En los sueños (escribe Coleridge) las imágenes figuran las impresiones que pensamos que causan; no sentimos horror porque nos oprime una esfinge, soñamos una esfinge para explicar el horror que sentimos. Si esto es así ¿cómo podría una mera crónica de sus formas transmitir el estupor, la exaltación, las alarmas, la amenaza y el júbilo que tejieron el sueño de esa noche? Ensayaré esa crónica, sin embargo; acaso el hecho de que una sola escena integró aquel sueño borre o mitigue la dificultad esencial.

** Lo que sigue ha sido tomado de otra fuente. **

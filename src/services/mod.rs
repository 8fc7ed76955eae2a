pub mod comments;
pub mod guard;
pub mod hierarchy;
pub mod identity;

pub use comments::CommentEngine;
pub use guard::MembershipGuard;
pub use hierarchy::HierarchyStore;
pub use identity::IdentityDirectory;
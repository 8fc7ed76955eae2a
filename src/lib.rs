#![doc = "The `boardforge` library crate."]
#![doc = ""]
#![doc = "This crate contains the core business logic for the BoardForge service:"]
#![doc = "the identity directory, the membership guard, the board/column/task"]
#![doc = "hierarchy store with its comment lifecycle, plus the routing"]
#![doc = "configuration, authentication mechanisms and error handling."]
#![doc = "It is used by the main binary (`main.rs`) to construct and run the application."]

pub mod auth;
pub mod config;
pub mod error;
pub mod models;
pub mod routes;
pub mod services;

El lugar era la Facultad de Filosofía y Letras; la hora, el atardecer. Todo (como suele ocurrir en los sueños) era un poco distinto; una ligera magnificación alteraba las cosas. Elegíamos autoridades; yo hablaba con Pedro Henríquez Ureña, que en la vigilia ha muerto hace muchos años. Bruscamente nos aturdió un clamor de manifestación o de murga. Alaridos humanos y animales llegaban desde el Bajo. Una voz gritó: ¡Ahí vienen! y después ¡Los Dioses! ¡Los Dioses! Cuatro a cinco sujetos salieron de la turba y ocuparon la tarima del Aula Magna. Todos aplaudimos, llorando; eran los Dioses que volvían al cabo de un destierro de siglos. Agrandados por la tarima, la cabeza echada hacia atrás y el pecho hacia adelante, recibieron con soberbia nuestro homenaje. Uno sostenía una rama, que se conformaba, sin duda, a la sencilla botánica de los sueños; otro, en amplio ademán, extendía una mano que era una garra; una de las caras de Jano miraba con recelo el encorvado pico de Thoth. Tal vez excitado por nuestros aplausos, uno, ya no sé cual, prorrumpió en un cloqueo victorioso, increíblemente agrio, con algo de gárgara y de silbido. Las cosas, desde aquel momento, cambiaron.

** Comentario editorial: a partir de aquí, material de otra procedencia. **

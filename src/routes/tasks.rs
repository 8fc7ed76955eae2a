use crate::{
    auth::extractors::AuthenticatedUserId,
    error::AppError,
    models::{CommentInput, TaskUpdate},
    services::{CommentEngine, HierarchyStore, MembershipGuard},
};
use actix_web::{delete, get, post, put, web, HttpResponse, Responder};
use sqlx::PgPool;
use uuid::Uuid;

/// Retrieves a single task by its ID.
///
/// The authenticated user must be a member of the board the task belongs to.
/// Existence is checked before membership, so an unknown task reports 404
/// rather than 403.
///
/// ## Responses:
/// - `200 OK`: Returns the `Task` as JSON, embedded comments included.
/// - `403 Forbidden`: If the user is not a member of the task's board.
/// - `404 Not Found`: If the task (or its board) does not exist.
#[get("/{task_id}")]
pub async fn get_task(
    pool: web::Data<PgPool>,
    user: AuthenticatedUserId,
    task_id: web::Path<Uuid>,
) -> Result<impl Responder, AppError> {
    let guard = MembershipGuard::new(pool.get_ref().clone());
    let task = guard.require_task_access(task_id.into_inner(), user.0).await?;

    Ok(HttpResponse::Ok().json(task))
}

/// Applies a partial update to a task.
///
/// Every mutable field is optional; unknown fields are rejected and `reporter`
/// is never accepted. The merged document is re-validated against the same
/// constraints as creation.
///
/// ## Responses:
/// - `200 OK`: Returns the updated `Task` as JSON.
/// - `403 Forbidden`: If the user is not a member of the task's board.
/// - `404 Not Found`: If the task does not exist.
/// - `409 Conflict`: If the task was modified concurrently.
/// - `422 Unprocessable Entity`: On constraint violations or a column/board mismatch.
#[put("/{task_id}")]
pub async fn update_task(
    pool: web::Data<PgPool>,
    user: AuthenticatedUserId,
    task_id: web::Path<Uuid>,
    update_data: web::Json<TaskUpdate>,
) -> Result<impl Responder, AppError> {
    let guard = MembershipGuard::new(pool.get_ref().clone());
    let task = guard.require_task_access(task_id.into_inner(), user.0).await?;

    let hierarchy = HierarchyStore::new(pool.get_ref().clone());
    let task = hierarchy.update_task(task, update_data.into_inner()).await?;

    Ok(HttpResponse::Ok().json(task))
}

/// Deletes a task.
///
/// Any member of the owning board may delete it; the embedded comments are
/// removed with the document.
///
/// ## Responses:
/// - `204 No Content`: On successful deletion.
/// - `403 Forbidden`: If the user is not a member of the task's board.
/// - `404 Not Found`: If the task does not exist.
#[delete("/{task_id}")]
pub async fn delete_task(
    pool: web::Data<PgPool>,
    user: AuthenticatedUserId,
    task_id: web::Path<Uuid>,
) -> Result<impl Responder, AppError> {
    let task_id = task_id.into_inner();
    let guard = MembershipGuard::new(pool.get_ref().clone());
    guard.require_task_access(task_id, user.0).await?;

    let hierarchy = HierarchyStore::new(pool.get_ref().clone());
    hierarchy.delete_task(task_id).await?;

    Ok(HttpResponse::NoContent().finish())
}

/// Adds a comment to a task.
///
/// The comment lands at the head of the list (most-recent-first) and the
/// response carries the full list with authors resolved to minimal profiles.
///
/// ## Responses:
/// - `201 Created`: Returns the resolved comment list as JSON.
/// - `403 Forbidden`: If the user is not a member of the task's board.
/// - `404 Not Found`: If the task does not exist.
/// - `409 Conflict`: If the task was modified concurrently.
/// - `422 Unprocessable Entity`: If the content is empty or too long.
#[post("/{task_id}/comments")]
pub async fn add_comment(
    pool: web::Data<PgPool>,
    user: AuthenticatedUserId,
    task_id: web::Path<Uuid>,
    comment_data: web::Json<CommentInput>,
) -> Result<impl Responder, AppError> {
    let guard = MembershipGuard::new(pool.get_ref().clone());
    let task = guard.require_task_access(task_id.into_inner(), user.0).await?;

    let comments = CommentEngine::new(pool.get_ref().clone());
    let list = comments
        .add_comment(task, user.0, comment_data.into_inner())
        .await?;

    Ok(HttpResponse::Created().json(list))
}

/// Deletes a comment from a task. Only the comment's author may delete it.
///
/// ## Responses:
/// - `204 No Content`: On successful deletion; remaining comments keep their order.
/// - `403 Forbidden`: If the requester is not the comment's author, or not a board member.
/// - `404 Not Found`: If the task or the comment does not exist.
/// - `409 Conflict`: If the task was modified concurrently.
#[delete("/{task_id}/comments/{comment_id}")]
pub async fn delete_comment(
    pool: web::Data<PgPool>,
    user: AuthenticatedUserId,
    path: web::Path<(Uuid, Uuid)>,
) -> Result<impl Responder, AppError> {
    let (task_id, comment_id) = path.into_inner();
    let guard = MembershipGuard::new(pool.get_ref().clone());
    let task = guard.require_task_access(task_id, user.0).await?;

    let comments = CommentEngine::new(pool.get_ref().clone());
    comments.delete_comment(task, comment_id, user.0).await?;

    Ok(HttpResponse::NoContent().finish())
}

Todo empezó por la sospecha (tal vez exagerada) de que los Dioses no sabían hablar. Siglos de vida fugitiva y feral habían atrofiado en ellos lo humano; la luna del Islam y la cruz de Roma habían sido implacables con esos prófugos. Frentes muy bajas, dentaduras amarillas, bigotes ralos de mulato o de chino y belfos bestiales publicaban la degeneración de la estirpe olímpica. Sus prendas no correspondían a una pobreza decorosa y decente sino al lujo malevo de los garitos y de los lupanares del Bajo. En un ojal sangraba un clavel; en un saco ajustado se adivinaba el bulto de una daga: Bruscamente sentimos que jugaban su última carta, que eran taimados, ignorantes y crueles como viejos animales de presa y que, si nos dejábamos ganar por el miedo o la lástima, acabarían por destruirnos.

Sacamos los pesados revólveres (de pronto hubo revólveres en el sueño) y alegremente dimos muerte a los Dioses.